Page-end quotations have finally been added to the bottom Article and Contra Versey index pages. Also, interestingly, we have had to correct the regrettable and consistent solecism of printing the word “errata” with two T’s throughout the site. What’s another word for ironic?


The article What the Well-Spoken Man Is Saying (dated Mar 1, 2005) has been permanently retired. We believe we can do better.


We receive so much traffic from illegitimate .info domains that we finally decided to reject all traffic listing a .info site as the referrer.

So if you are one of the two people in the world who use a .info site for something ‘normal’ (I actually only know of one), you will not be able to link to this site. You might consider getting a different domain; .info has been abandoned to the underworld.


We thought we might clarify something about the Good Night, Irene pieces. The label “In 256 characters or less” is somewhat facetious. In fact, all of the pieces have exactly 255 or 256 characters, including spaces and punctuation.


The article Textpattern Semantics has now been translated into three languages: Dutch, Chinese, and French. Thank you to Marvin Vek, Jenny, and Etienne Depaulis (respectively) for volunteering to do these translations.

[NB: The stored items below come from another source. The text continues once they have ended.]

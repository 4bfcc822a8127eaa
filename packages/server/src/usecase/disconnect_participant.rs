//! UseCase: 参加者切断処理
//!
//! ## テスト実装の作業記録
//!
//! ### 何をテストしているか
//! - DisconnectParticipantUseCase::execute() メソッド
//! - セッションの削除と leave アナウンスのブロードキャスト
//!
//! ### なぜこのテストが必要か
//! - 切断ごとにちょうど 1 回だけ leave アナウンスが出ることを保証
//!   （明示的な close と配送中の遅延検出が競合しても二重にならない）
//! - 最後に知られていた表示名がアナウンスに使われることを確認
//!
//! ### どのような状況を想定しているか
//! - 正常系: join 済みセッションの切断
//! - エッジケース: join しないまま切断（"Anonymous" で通知される）
//! - 異常系: 二重切断（2 回目は no-op）

use std::sync::Arc;

use hiroba_shared::time::Clock;

use crate::domain::{Timestamp, Username};
use crate::infrastructure::broadcast::Broadcaster;
use crate::infrastructure::dto::websocket::ServerEvent;
use crate::infrastructure::registry::{ConnectionId, SessionRegistry};

/// 参加者切断のユースケース
pub struct DisconnectParticipantUseCase {
    /// 接続レジストリ
    registry: Arc<SessionRegistry>,
    /// ブロードキャストディスパッチャ
    broadcaster: Arc<Broadcaster>,
    /// 時刻の抽象化
    clock: Arc<dyn Clock>,
}

impl DisconnectParticipantUseCase {
    pub fn new(
        registry: Arc<SessionRegistry>,
        broadcaster: Arc<Broadcaster>,
        clock: Arc<dyn Clock>,
    ) -> Self {
        Self {
            registry,
            broadcaster,
            clock,
        }
    }

    /// 参加者切断を実行
    ///
    /// セッションをレジストリから削除した上で、残りの接続へ leave
    /// アナウンスをブロードキャストする。削除は冪等であり、既に削除済み
    /// （配送中の遅延検出で除去された場合など）は何もしない。
    ///
    /// # Returns
    ///
    /// * `Some(Username)` - この呼び出しで削除されたセッションの表示名
    /// * `None` - セッションは既に削除されていた
    pub async fn execute(&self, id: ConnectionId) -> Option<Username> {
        let session = self.registry.unregister(id).await?;

        let announcement = ServerEvent::system(
            format!("{} left the chat", session.username),
            Timestamp::new(self.clock.now_millis()),
        );
        self.broadcaster.broadcast(&announcement).await;

        Some(session.username)
    }
}
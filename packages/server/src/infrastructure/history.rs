//! インメモリ履歴ログ（リングバッファ）
//!
//! 直近メッセージの有界な追記専用バッファ。ストア到達不能時の履歴ソース
//! であり、ストアの可用性に関係なく受理された全メッセージを受け取る。
//!
//! ## 並行性
//!
//! 追記と上限超過分の切り詰めは 1 回のロック内で行われ、直近 N 件を
//! 読み出す並行リーダーに対して単一の原子的ステップとなる。

use std::collections::VecDeque;

use tokio::sync::Mutex;

use crate::domain::ChatMessage;

/// 保持する直近メッセージ数
pub const MESSAGE_LOG_CAPACITY: usize = 100;

/// 有界なインメモリメッセージログ
///
/// 挿入順を保持し、上限を超えた場合は最も古いものから破棄する（FIFO）。
pub struct MessageLog {
    entries: Mutex<VecDeque<ChatMessage>>,
    capacity: usize,
}

impl MessageLog {
    pub fn new() -> Self {
        Self::with_capacity(MESSAGE_LOG_CAPACITY)
    }

    pub fn with_capacity(capacity: usize) -> Self {
        Self {
            entries: Mutex::new(VecDeque::with_capacity(capacity)),
            capacity,
        }
    }

    /// メッセージを追記する
    ///
    /// 上限を超えた場合、最も古いエントリを同一ロック内で破棄する。
    pub async fn append(&self, message: ChatMessage) {
        let mut entries = self.entries.lock().await;
        entries.push_back(message);
        while entries.len() > self.capacity {
            entries.pop_front();
        }
    }

    /// 直近 `limit` 件を古い順で返す
    pub async fn recent(&self, limit: usize) -> Vec<ChatMessage> {
        let entries = self.entries.lock().await;
        let skip = entries.len().saturating_sub(limit);
        entries.iter().skip(skip).cloned().collect()
    }

    /// 保持しているメッセージ数を返す
    pub async fn len(&self) -> usize {
        self.entries.lock().await.len()
    }

    pub async fn is_empty(&self) -> bool {
        self.entries.lock().await.is_empty()
    }
}

impl Default for MessageLog {
    fn default() -> Self {
        Self::new()
    }
}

I have moved the site over to a new host, TextDrive. It’s run by people I trust, and who are committed to web publishing. What clinched the move, though, was a very good pecuniary arrangement, an offer of lifetime hosting for a one-time fee. I also have significant additional capacity that comes with this move; I will be considering how to use it judiciously.


The following items will be receiving attention:

  • Update RSS tutorial to use Atom, best practices
  • Picture on “Papers” page to be changedDone
  • Find a better way to present the Volumes in the Articles page, possibly involving javascriptdone (for now)
  • Find out why ISSN application is going nowherethey need 30 working days. Thank you, Ms Houston.
  • Polish search resultsDone


As the regulars have no doubt noticed, things look a little different around here. The site is now powered by Textpattern rather than being hand-typed XHTML. I’m hoping I’ll be able to focus on writing more by automating things. Using the computer to its best advantage. Textpattern cranks out standards-compliant pages and while not ultimately as flexible as the Old Way, does give a few features such as site search that weren’t available before. Feedback is welcome.

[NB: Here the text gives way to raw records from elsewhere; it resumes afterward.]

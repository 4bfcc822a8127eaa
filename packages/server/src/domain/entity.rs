//! ドメインエンティティ定義

use super::value_object::{MessageBody, Timestamp, Username};

/// チャットメッセージのエンティティ
///
/// 構築後は不変。タイムスタンプは受信時にサーバ側で割り当てられ、
/// クライアントから与えられることはない。
#[derive(Debug, Clone, PartialEq, Eq)]
pub struct ChatMessage {
    /// 送信者の表示名
    pub username: Username,
    /// メッセージ本文
    pub body: MessageBody,
    /// サーバ側で割り当てた受信時刻
    pub timestamp: Timestamp,
}

impl ChatMessage {
    /// 新しい ChatMessage を作成
    pub fn new(username: Username, body: MessageBody, timestamp: Timestamp) -> Self {
        Self {
            username,
            body,
            timestamp,
        }
    }
}

#[cfg(test)]
mod tests {
    use super::*;

    #[test]
    fn test_chat_message_new() {
        // テスト項目: ChatMessage が与えたフィールドを保持する
        // given (前提条件):
        let username = Username::new("alice").unwrap();
        let body = MessageBody::new("Hello!").unwrap();
        let timestamp = Timestamp::new(1000);

        // when (操作):
        let message = ChatMessage::new(username.clone(), body.clone(), timestamp);

        // then (期待する結果):
        assert_eq!(message.username, username);
        assert_eq!(message.body, body);
        assert_eq!(message.timestamp, timestamp);
    }
}
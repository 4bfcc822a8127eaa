//! WebSocket chat client with display name and reconnection support.
//!
//! Connects to a chat server, announces a display name, shows recent message
//! history, and sends messages from stdin. Automatically reconnects on
//! disconnection (max 5 attempts with exponential backoff, capped at 10
//! seconds). A Ctrl+C / Ctrl+D exit never reconnects.
//!
//! Run with:
//! ```not_rust
//! cargo run --bin hiroba-client -- --username Alice
//! cargo run --bin hiroba-client -- -n Bob
//! ```

use clap::Parser;

use hiroba_shared::logger::setup_logger;

#[derive(Parser, Debug)]
#[command(name = "client")]
#[command(about = "WebSocket chat client with broadcast support", long_about = None)]
struct Args {
    /// Display name announced to the chat
    #[arg(short = 'n', long)]
    username: String,

    /// WebSocket server URL
    #[arg(short = 'u', long, default_value = "ws://127.0.0.1:8080/ws")]
    url: String,
}

#[tokio::main]
async fn main() {
    // Initialize tracing
    setup_logger(env!("CARGO_BIN_NAME"), "info");

    let args = Args::parse();

    // Run the client
    if let Err(e) = hiroba_client::run_client(args.url, args.username).await {
        tracing::error!("Client error: {}", e);
        std::process::exit(1);
    }
}
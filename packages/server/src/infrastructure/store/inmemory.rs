//! InMemory MessageStore 実装
//!
//! ドメイン層が定義する MessageStore trait の具体的な実装。
//! Vec をインメモリ DB として使用します。
//!
//! 接続状態をフラグで切り替えられるため、ストア停止時のフォールバック
//! 経路を単体テスト・結合テストで再現できます。

use std::sync::atomic::{AtomicBool, Ordering};

use async_trait::async_trait;
use tokio::sync::Mutex;

use crate::domain::{ChatMessage, MessageStore, StoreError};

/// インメモリ MessageStore 実装
pub struct InMemoryMessageStore {
    messages: Mutex<Vec<ChatMessage>>,
    connected: AtomicBool,
}

impl InMemoryMessageStore {
    /// 接続済み状態のストアを作成
    pub fn new() -> Self {
        Self {
            messages: Mutex::new(Vec::new()),
            connected: AtomicBool::new(true),
        }
    }

    /// 切断状態のストアを作成
    pub fn disconnected() -> Self {
        let store = Self::new();
        store.set_connected(false);
        store
    }

    /// 接続状態を切り替える
    pub fn set_connected(&self, connected: bool) {
        self.connected.store(connected, Ordering::Relaxed);
    }
}

impl Default for InMemoryMessageStore {
    fn default() -> Self {
        Self::new()
    }
}

#[async_trait]
impl MessageStore for InMemoryMessageStore {
    fn is_connected(&self) -> bool {
        self.connected.load(Ordering::Relaxed)
    }

    async fn fetch_recent(&self, limit: usize) -> Result<Vec<ChatMessage>, StoreError> {
        if !self.is_connected() {
            return Err(StoreError::Unavailable);
        }
        let messages = self.messages.lock().await;
        let skip = messages.len().saturating_sub(limit);
        Ok(messages[skip..].to_vec())
    }

    async fn append(&self, message: ChatMessage) -> Result<ChatMessage, StoreError> {
        if !self.is_connected() {
            return Err(StoreError::Unavailable);
        }
        let mut messages = self.messages.lock().await;
        messages.push(message.clone());
        Ok(message)
    }
}
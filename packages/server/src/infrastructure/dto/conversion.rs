//! Conversion logic between DTOs and domain entities.

use crate::domain::ChatMessage;
use crate::infrastructure::dto::websocket::{ChatMessageDto, ServerEvent};

impl From<ChatMessage> for ChatMessageDto {
    fn from(entity: ChatMessage) -> Self {
        Self {
            timestamp: entity.timestamp.value(),
            username: entity.username.into_string(),
            message: entity.body.into_string(),
        }
    }
}

impl From<&ChatMessage> for ServerEvent {
    fn from(entity: &ChatMessage) -> Self {
        Self::Message {
            username: entity.username.as_str().to_string(),
            message: entity.body.as_str().to_string(),
            timestamp: entity.timestamp.value(),
        }
    }
}
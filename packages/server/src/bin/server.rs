//! WebSocket chat broadcast server.
//!
//! Accepts persistent WebSocket connections, lets clients announce a display
//! name, replays recent message history on join, and fans out chat messages
//! to all connected clients.
//!
//! Run with:
//! ```not_rust
//! cargo run --bin hiroba-server
//! cargo run --bin hiroba-server -- --host 0.0.0.0 --port 3000
//! ```

use std::sync::Arc;

use clap::Parser;

use hiroba_server::{
    domain::MessageStore,
    infrastructure::{
        broadcast::Broadcaster, history::MessageLog, registry::SessionRegistry,
        store::InMemoryMessageStore,
    },
    ui::{AppState, Server},
    usecase::{DisconnectParticipantUseCase, JoinChatUseCase, SendMessageUseCase},
};
use hiroba_shared::{
    logger::setup_logger,
    time::{Clock, SystemClock},
};

#[derive(Parser, Debug)]
#[command(name = "server")]
#[command(about = "WebSocket chat broadcast server", long_about = None)]
struct Args {
    /// Host address to bind the server to
    #[arg(short = 'H', long, default_value = "127.0.0.1")]
    host: String,

    /// Port number to bind the server to
    #[arg(short = 'p', long, default_value = "8080")]
    port: u16,
}

#[tokio::main]
async fn main() {
    // Initialize tracing
    setup_logger(env!("CARGO_BIN_NAME"), "debug");

    let args = Args::parse();

    // Initialize dependencies in order:
    // 1. Clock / Store
    // 2. Registry / Broadcaster / MessageLog
    // 3. UseCases
    // 4. AppState / Server

    let clock: Arc<dyn Clock> = Arc::new(SystemClock);
    let store: Arc<dyn MessageStore> = Arc::new(InMemoryMessageStore::new());

    let registry = Arc::new(SessionRegistry::new());
    let broadcaster = Arc::new(Broadcaster::new(registry.clone(), clock.clone()));
    let history = Arc::new(MessageLog::new());

    let join_chat_usecase = Arc::new(JoinChatUseCase::new(
        registry.clone(),
        broadcaster.clone(),
        store.clone(),
        history.clone(),
        clock.clone(),
    ));
    let send_message_usecase = Arc::new(SendMessageUseCase::new(
        registry.clone(),
        broadcaster.clone(),
        store.clone(),
        history.clone(),
        clock.clone(),
    ));
    let disconnect_participant_usecase = Arc::new(DisconnectParticipantUseCase::new(
        registry.clone(),
        broadcaster.clone(),
        clock.clone(),
    ));

    let server = Server::new(AppState {
        join_chat_usecase,
        send_message_usecase,
        disconnect_participant_usecase,
        registry,
        broadcaster,
        store,
        clock,
    });

    if let Err(e) = server.run(args.host, args.port).await {
        tracing::error!("Server error: {}", e);
        std::process::exit(1);
    }
}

p. Volume I, Issue II (the ever-popular Altoids article) has been updated, mainly with typographic changes, such as complete elimination of the <FONT> tag, proper use of double & single primes, quote marks, and ellipses, as well as line spacing. Two of the more stupid items in the list have been changed, but the total number remains 94. The image linked in item 47 has been changed to reflect this website’s new address (the .org version was underhandedly taken during my absence in 2001–2002).


Changes to I Slept, and Dreamed a Dream: revised dialog for clarity. Also, the keywords and description in archived issues’ <head> section have been updated to match their actual content (vs. being a copy of the index page’s keywords.)


Images altered in various issues.

In attempting to be more consistent in the use of our sparse accents, some of the spot illustrations have been switched out:

  • The candle/book/glasses image is preferred for articles of a grand or thoughtful nature
  • The editor-as-archer image for caustic and spirited offense
  • The dancing quaker for light humour

The affected issues are Volume II, Issue IV, and Volume III, Issue I.